Avec la vidéo enregistrant la scène d'une femme insultant et donnant des coups de pied à l'adversaire à plusieurs reprises, elle ouvre une tranche brute de la culture du comportement public et du mécanisme de fonctionnement émotionnel humain.
La culture du comportement est partout, dans tous les coins de la vie, mais dans les rues, voir la nature peut nécessiter de regarder plus en profondeur le point de vue psychologique et le mécanisme de réaction. Dans le cas où la peur éclate lorsqu'on se voit soi-même et ses proches en danger, le système nerveux déclenche le mode de survie.
Il existe 2 façons de réagir à ce mode de survie, soit "combattre" - exprimé par des actions bruyantes, exprimant la violence, voulant contrôler la situation, soit "fuir" - par le silence, l'évitement, ne voulant pas le conflit. Essayez de penser à une situation que vous avez déjà rencontrée, il sera plus facile de comprendre cet aspect.

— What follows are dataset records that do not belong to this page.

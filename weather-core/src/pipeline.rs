//! Location-to-weather pipeline: permission, coordinates, fetch, store.

use std::sync::Arc;
use tracing::{info, warn};

use crate::{
    error::{LocationError, PipelineError},
    location::GeolocationProvider,
    model::UnitSystem,
    provider::WeatherProvider,
    store::{Completion, SharedStore},
};

/// Runs one full fetch cycle per [`WeatherPipeline::run`] call. A retry is
/// simply another `run`, starting again from the permission step.
#[derive(Debug, Clone)]
pub struct WeatherPipeline {
    location: Arc<dyn GeolocationProvider>,
    provider: Arc<dyn WeatherProvider>,
    units: UnitSystem,
    store: SharedStore,
}

impl WeatherPipeline {
    pub fn new(
        location: Arc<dyn GeolocationProvider>,
        provider: Arc<dyn WeatherProvider>,
        units: UnitSystem,
        store: SharedStore,
    ) -> Self {
        Self { location, provider, units, store }
    }

    pub fn store(&self) -> SharedStore {
        Arc::clone(&self.store)
    }

    pub fn units(&self) -> UnitSystem {
        self.units
    }

    /// Resolve the location, fetch weather for it and record the outcome.
    ///
    /// Every failure is written to the store before it is returned. The
    /// `Completion` tells whether this run's result was the one kept.
    pub async fn run(&self) -> Result<Completion, PipelineError> {
        // The store lock is only held for these synchronous calls.
        let token = self.store.lock().begin_fetch();

        if !self.location.request_permission().await {
            let err = LocationError::PermissionDenied;
            warn!("location permission denied; skipping weather fetch");
            self.store.lock().fail_location(token, &err);
            return Err(err.into());
        }

        let coordinates = match self.location.current_coordinates().await {
            Ok(c) => c,
            Err(err) => {
                warn!(error = %err, "failed to resolve location");
                self.store.lock().fail_location(token, &err);
                return Err(err.into());
            }
        };

        info!(%coordinates, units = %self.units, "fetching weather");

        match self.provider.fetch_weather(&coordinates, self.units).await {
            Ok(snapshot) => {
                let completion = self.store.lock().complete(token, Ok(snapshot));
                Ok(completion)
            }
            Err(err) => {
                warn!(error = %err, endpoint = %err.endpoint(), "weather fetch failed");
                self.store.lock().complete(token, Err(&err));
                Err(err.into())
            }
        }
    }
}
//! Interactive prompts: location permission, retry and `configure`.

use anyhow::{Context, Result, bail};
use async_trait::async_trait;
use inquire::{Confirm, CustomType, InquireError, Password, PasswordDisplayMode, Select};
use std::{fmt, sync::Arc};
use tracing::warn;
use weather_news_core::{
    Config, Coordinates, GeolocationProvider, LocationError, LocationMode, UnitSystem,
};

const PERMISSION_QUESTION: &str = "Allow weather-news to use your location?";

type Ask = dyn Fn(&str) -> Result<bool, InquireError> + Send + Sync;

/// Gates a location provider behind a yes/no prompt, asked once per
/// permission request.
pub struct PromptedLocation<P> {
    inner: P,
    ask: Arc<Ask>,
}

impl<P> PromptedLocation<P> {
    pub fn new(inner: P) -> Self {
        Self::with_prompt(inner, |question| {
            Confirm::new(question)
                .with_default(true)
                .with_help_message("Coordinates are only sent to the weather service")
                .prompt()
        })
    }

    pub fn with_prompt<F>(inner: P, ask: F) -> Self
    where
        F: Fn(&str) -> Result<bool, InquireError> + Send + Sync + 'static,
    {
        Self { inner, ask: Arc::new(ask) }
    }
}

impl<P: fmt::Debug> fmt::Debug for PromptedLocation<P> {
    fn fmt(&self, f: &mut fmt::Formatter<'_>) -> fmt::Result {
        f.debug_struct("PromptedLocation").field("inner", &self.inner).finish_non_exhaustive()
    }
}

#[async_trait]
impl<P: GeolocationProvider> GeolocationProvider for PromptedLocation<P> {
    async fn request_permission(&self) -> bool {
        if !self.inner.request_permission().await {
            return false;
        }

        let ask = Arc::clone(&self.ask);
        match tokio::task::spawn_blocking(move || ask(PERMISSION_QUESTION)).await {
            Ok(Ok(granted)) => granted,
            // A prompt that could not be shown or was cancelled is a denial.
            Ok(Err(err)) => {
                warn!(error = %err, "location permission prompt failed");
                false
            }
            Err(err) => {
                warn!(error = %err, "location permission prompt task failed");
                false
            }
        }
    }

    async fn current_coordinates(&self) -> Result<Coordinates, LocationError> {
        self.inner.current_coordinates().await
    }
}

/// Run a blocking prompt off the async runtime.
async fn blocking<T, F>(prompt: F) -> Result<T>
where
    F: FnOnce() -> Result<T> + Send + 'static,
    T: Send + 'static,
{
    tokio::task::spawn_blocking(prompt).await.context("Prompt task failed")?
}

pub async fn confirm_retry() -> Result<bool> {
    blocking(|| Ok(Confirm::new("Retry?").with_default(true).prompt()?)).await
}

/// Walk through the settings and return the updated config.
pub async fn configure(cfg: Config) -> Result<Config> {
    blocking(move || configure_blocking(cfg)).await
}

fn configure_blocking(mut cfg: Config) -> Result<Config> {
    let has_key = cfg.api_key().is_ok();
    let help = if has_key { "Leave empty to keep the current key" } else { "Get one at openweathermap.org" };

    let key = Password::new("OpenWeather API key:")
        .without_confirmation()
        .with_display_mode(PasswordDisplayMode::Masked)
        .with_help_message(help)
        .prompt()?;

    match key.trim() {
        "" if has_key => {}
        "" => bail!("An API key is required"),
        key => cfg.set_api_key(key.to_string()),
    }

    let start = UnitSystem::all().iter().position(|u| *u == cfg.units).unwrap_or(0);
    cfg.units = Select::new("Unit system:", UnitSystem::all().to_vec())
        .with_starting_cursor(start)
        .prompt()?;

    let sources = vec!["Approximate (from IP address)", "Fixed coordinates"];
    let start = match cfg.location.mode {
        LocationMode::Ip => 0,
        LocationMode::Fixed => 1,
    };
    let source = Select::new("Location source:", sources).with_starting_cursor(start).raw_prompt()?;

    if source.index == 0 {
        cfg.location.mode = LocationMode::Ip;
    } else {
        let latitude = CustomType::<f64>::new("Latitude:")
            .with_error_message("Please type a decimal number")
            .prompt()?;
        let longitude = CustomType::<f64>::new("Longitude:")
            .with_error_message("Please type a decimal number")
            .prompt()?;

        let coordinates = Coordinates::new(latitude, longitude);
        if !coordinates.is_valid() {
            bail!("Coordinates out of range: {coordinates}");
        }
        cfg.set_fixed_location(coordinates);
    }

    Ok(cfg)
}
//! Application configuration
//!
//! Loaded from `<config dir>/clicker/config.toml` when present, otherwise
//! built-in defaults. Command-line flags are layered on top through
//! [`ConfigOverrides`].

use rapidclick::{ApiLevel, GuardScope, DEFAULT_INTERVAL_MS};
use serde::{Deserialize, Serialize};
use std::path::{Path, PathBuf};
use thiserror::Error;
use tracing::debug;

/// Longest debounce interval accepted
pub const MAX_INTERVAL_MS: u64 = 60_000;

pub const DEFAULT_SHORT_MESSAGE: &str = "This is a short Toast";
pub const DEFAULT_LONG_MESSAGE: &str = "This is a long Toast";

#[derive(Debug, Error)]
pub enum ConfigError {
    #[error("debounce.interval_ms must be at most 60000, got {0}")]
    IntervalTooLong(u64),

    #[error("platform.api_level must be between 1 and 100, got {0}")]
    ApiLevelOutOfRange(u32),

    #[error("toast.{0} must not be empty")]
    EmptyMessage(&'static str),

    #[error("failed to read config file {path}")]
    Read {
        path: PathBuf,
        #[source]
        source: std::io::Error,
    },

    #[error("failed to parse config file {path}")]
    Parse {
        path: PathBuf,
        #[source]
        source: toml::de::Error,
    },
}

#[derive(Debug, Clone, PartialEq, Eq, Serialize, Deserialize)]
#[serde(default)]
pub struct DebounceConfig {
    /// Minimum time between accepted taps
    pub interval_ms: u64,
    /// Whether guarded buttons share one timestamp
    pub scope: GuardScope,
    /// Also guard the long-toast button
    pub guard_long_button: bool,
}

impl Default for DebounceConfig {
    fn default() -> Self {
        Self {
            interval_ms: DEFAULT_INTERVAL_MS,
            scope: GuardScope::Process,
            guard_long_button: false,
        }
    }
}

#[derive(Debug, Clone, PartialEq, Eq, Serialize, Deserialize)]
#[serde(default)]
pub struct ToastConfig {
    pub short_message: String,
    pub long_message: String,
}

impl Default for ToastConfig {
    fn default() -> Self {
        Self {
            short_message: DEFAULT_SHORT_MESSAGE.to_string(),
            long_message: DEFAULT_LONG_MESSAGE.to_string(),
        }
    }
}

#[derive(Debug, Clone, Default, PartialEq, Eq, Serialize, Deserialize)]
#[serde(default)]
pub struct PlatformConfig {
    pub api_level: ApiLevel,
}

#[derive(Debug, Clone, Default, PartialEq, Eq, Serialize, Deserialize)]
#[serde(default)]
pub struct AppConfig {
    pub debounce: DebounceConfig,
    pub toast: ToastConfig,
    pub platform: PlatformConfig,
}

impl AppConfig {
    /// Parse TOML; missing keys fall back to defaults
    pub fn from_toml_str(raw: &str, origin: &Path) -> Result<Self, ConfigError> {
        toml::from_str(raw).map_err(|source| ConfigError::Parse {
            path: origin.to_path_buf(),
            source,
        })
    }

    pub fn validate(&self) -> Result<(), ConfigError> {
        if self.debounce.interval_ms > MAX_INTERVAL_MS {
            return Err(ConfigError::IntervalTooLong(self.debounce.interval_ms));
        }
        if !(1..=100).contains(&self.platform.api_level.0) {
            return Err(ConfigError::ApiLevelOutOfRange(self.platform.api_level.0));
        }
        if self.toast.short_message.trim().is_empty() {
            return Err(ConfigError::EmptyMessage("short_message"));
        }
        if self.toast.long_message.trim().is_empty() {
            return Err(ConfigError::EmptyMessage("long_message"));
        }
        Ok(())
    }
}

/// Values given on the command line
#[derive(Debug, Clone, Default)]
pub struct ConfigOverrides {
    pub interval_ms: Option<u64>,
    pub scope: Option<GuardScope>,
    pub guard_long_button: Option<bool>,
    pub api_level: Option<u32>,
    pub short_message: Option<String>,
    pub long_message: Option<String>,
}

impl ConfigOverrides {
    pub fn apply(&self, config: &mut AppConfig) {
        if let Some(interval_ms) = self.interval_ms {
            config.debounce.interval_ms = interval_ms;
        }
        if let Some(scope) = self.scope {
            config.debounce.scope = scope;
        }
        if let Some(guard_long_button) = self.guard_long_button {
            config.debounce.guard_long_button = guard_long_button;
        }
        if let Some(level) = self.api_level {
            config.platform.api_level = ApiLevel(level);
        }
        if let Some(message) = &self.short_message {
            config.toast.short_message = message.clone();
        }
        if let Some(message) = &self.long_message {
            config.toast.long_message = message.clone();
        }
    }
}

/// Default location of the config file
pub fn config_file_path() -> Option<PathBuf> {
    dirs::config_dir().map(|dir| dir.join("clicker").join("config.toml"))
}

/// Load configuration
///
/// An explicit `path` must exist. Without one, the default location is used
/// if it exists and defaults otherwise.
pub fn load(path: Option<&Path>) -> Result<AppConfig, ConfigError> {
    let resolved = match path {
        Some(path) => Some(path.to_path_buf()),
        None => config_file_path().filter(|p| p.exists()),
    };

    let config = match resolved {
        Some(path) => {
            debug!(path = %path.display(), "loading config");
            let raw = std::fs::read_to_string(&path).map_err(|source| ConfigError::Read {
                path: path.clone(),
                source,
            })?;
            AppConfig::from_toml_str(&raw, &path)?
        }
        None => {
            debug!("no config file, using defaults");
            AppConfig::default()
        }
    };

    config.validate()?;
    Ok(config)
}

/// Annotated example configuration
pub fn example_config() -> &'static str {
    r#"# Clicker configuration

[debounce]
# Minimum milliseconds between accepted taps (0-60000)
interval_ms = 300
# "process": every guarded button shares one timestamp
# "per-target": each guarded button has its own
scope = "process"
# Guard the long-toast button as well
guard_long_button = false

[toast]
short_message = "This is a short Toast"
long_message = "This is a long Toast"

[platform]
# Host API level; 33 and above use type-checked extras lookup
api_level = 34
"#
}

Mais, il est clair qu'on ne peut pas utiliser la peur pour couvrir, justifier la colère, les actes de violence et les insultes. On peut comprendre que, lorsque vous devez encore "regarder" quotidiennement sur les réseaux sociaux des accidents de la route avec différents niveaux de conséquences, non seulement chez cette femme mais aussi chez vous, votre subconscient formera un mécanisme réflexe, de sorte que lorsque quelque chose vous arrive, la question qui se pose est toujours "si mes proches ont des problèmes...". C'est la peur, et lorsque la peur est trop grande, l'enveloppe de la retenue est brisée.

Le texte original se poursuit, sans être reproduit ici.